use std::fs;
use std::io::Read;
use std::path::{Path, PathBuf};

use crate::apportion::*;

pub fn simplify_file_name(path: &str) -> String {
    Path::new(path)
        .file_name()
        .map(|s| s.to_string_lossy().to_string())
        .unwrap_or_else(|| path.to_string())
}

/// A CSV table read as strings, with trimmed headers and cells.
#[derive(Eq, PartialEq, Debug, Clone)]
pub struct RawTable {
    pub path: String,
    pub headers: Vec<String>,
    pub rows: Vec<Vec<String>>,
}

impl RawTable {
    /// The line number of a row in the original file (the header is line 1).
    pub fn lineno(idx: usize) -> usize {
        idx + 2
    }

    pub fn column(&self, idx: usize) -> impl Iterator<Item = &str> {
        self.rows
            .iter()
            .map(move |row| row.get(idx).map(|s| s.as_str()).unwrap_or(""))
    }
}

pub fn read_table<R: Read>(rdr: R, path: &str) -> ApportionResult<RawTable> {
    let mut reader = csv::ReaderBuilder::new()
        .flexible(true)
        .trim(csv::Trim::All)
        .from_reader(rdr);
    let headers: Vec<String> = reader
        .headers()
        .context(CsvLineParseSnafu { path, lineno: 1usize })?
        .iter()
        .map(|s| s.to_string())
        .collect();
    let mut rows: Vec<Vec<String>> = Vec::new();
    for (idx, line_r) in reader.records().enumerate() {
        let lineno = RawTable::lineno(idx);
        let line = line_r.context(CsvLineParseSnafu { path, lineno })?;
        rows.push(line.iter().map(|s| s.to_string()).collect());
    }
    debug!(
        "read_table: {}: headers: {:?}, {} rows",
        path,
        headers,
        rows.len()
    );
    Ok(RawTable {
        path: path.to_string(),
        headers,
        rows,
    })
}

pub fn open_table(path: &str) -> ApportionResult<RawTable> {
    let f = fs::File::open(path)
        .map_err(csv::Error::from)
        .context(OpeningCsvSnafu { path })?;
    read_table(f, path)
}

/// The index of the first header matching one of the names, ignoring case.
pub fn find_column(headers: &[String], names: &[&str]) -> Option<usize> {
    headers
        .iter()
        .position(|h| names.iter().any(|n| h.trim().eq_ignore_ascii_case(n)))
}

pub fn require_column(table: &RawTable, names: &[&str]) -> ApportionResult<usize> {
    find_column(&table.headers, names).context(MissingColumnSnafu {
        column: names.join("|"),
        path: table.path.clone(),
    })
}

pub fn create_dir(path: &str) -> ApportionResult<()> {
    fs::create_dir_all(path).context(CreatingDirectorySnafu { path })
}

/// The CSV files of a directory, sorted by name.
pub fn list_csv_files(dir: &str) -> ApportionResult<Vec<PathBuf>> {
    let mut res: Vec<PathBuf> = Vec::new();
    for entry in fs::read_dir(dir).context(ListingDirectorySnafu { path: dir })? {
        let p = entry.context(ListingDirectorySnafu { path: dir })?.path();
        let is_csv = p
            .extension()
            .map(|e| e.eq_ignore_ascii_case("csv"))
            .unwrap_or(false);
        if p.is_file() && is_csv {
            res.push(p);
        }
    }
    res.sort();
    Ok(res)
}

pub fn parse_number(s: &str) -> Option<f64> {
    s.trim().replace(',', "").parse::<f64>().ok()
}

#[cfg(test)]
mod tests {
    use super::*;

    #[test]
    fn table_and_columns() {
        let data = " State , Population\nKerala, 35699443\nGoa,1586250\n";
        let t = read_table(data.as_bytes(), "mem.csv").unwrap();
        assert_eq!(t.headers, vec!["State".to_string(), "Population".to_string()]);
        assert_eq!(t.rows[1], vec!["Goa".to_string(), "1586250".to_string()]);
        assert_eq!(find_column(&t.headers, &["state", "region"]), Some(0));
        assert_eq!(find_column(&t.headers, &["seats"]), None);
        assert!(matches!(
            require_column(&t, &["seats", "seat"]),
            Err(ApportionError::MissingColumn { .. })
        ));
        assert_eq!(t.column(1).collect::<Vec<&str>>(), vec!["35699443", "1586250"]);
    }

    #[test]
    fn file_names_and_numbers() {
        assert_eq!(
            simplify_file_name("data/outputs/alloc_proportional_543.csv"),
            "alloc_proportional_543.csv"
        );
        assert_eq!(parse_number(" 1,586,250 "), Some(1586250.0));
        assert_eq!(parse_number("3.5"), Some(3.5));
        assert_eq!(parse_number(""), None);
        assert_eq!(parse_number("n/a"), None);
    }
}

[Work item] Check every line above for the string "context" and copy those that have it.

[Written response]
        .context(CsvLineParseSnafu { path, lineno: 1usize })?
        let line = line_r.context(CsvLineParseSnafu { path, lineno })?;
        .context(OpeningCsvSnafu { path })?;
    find_column(&table.headers, names).context(MissingColumnSnafu {
    fs::create_dir_all(path).context(CreatingDirectorySnafu { path })
    for entry in fs::read_dir(dir).context(ListingDirectorySnafu { path: dir })? {
        let p = entry.context(ListingDirectorySnafu { path: dir })?.path();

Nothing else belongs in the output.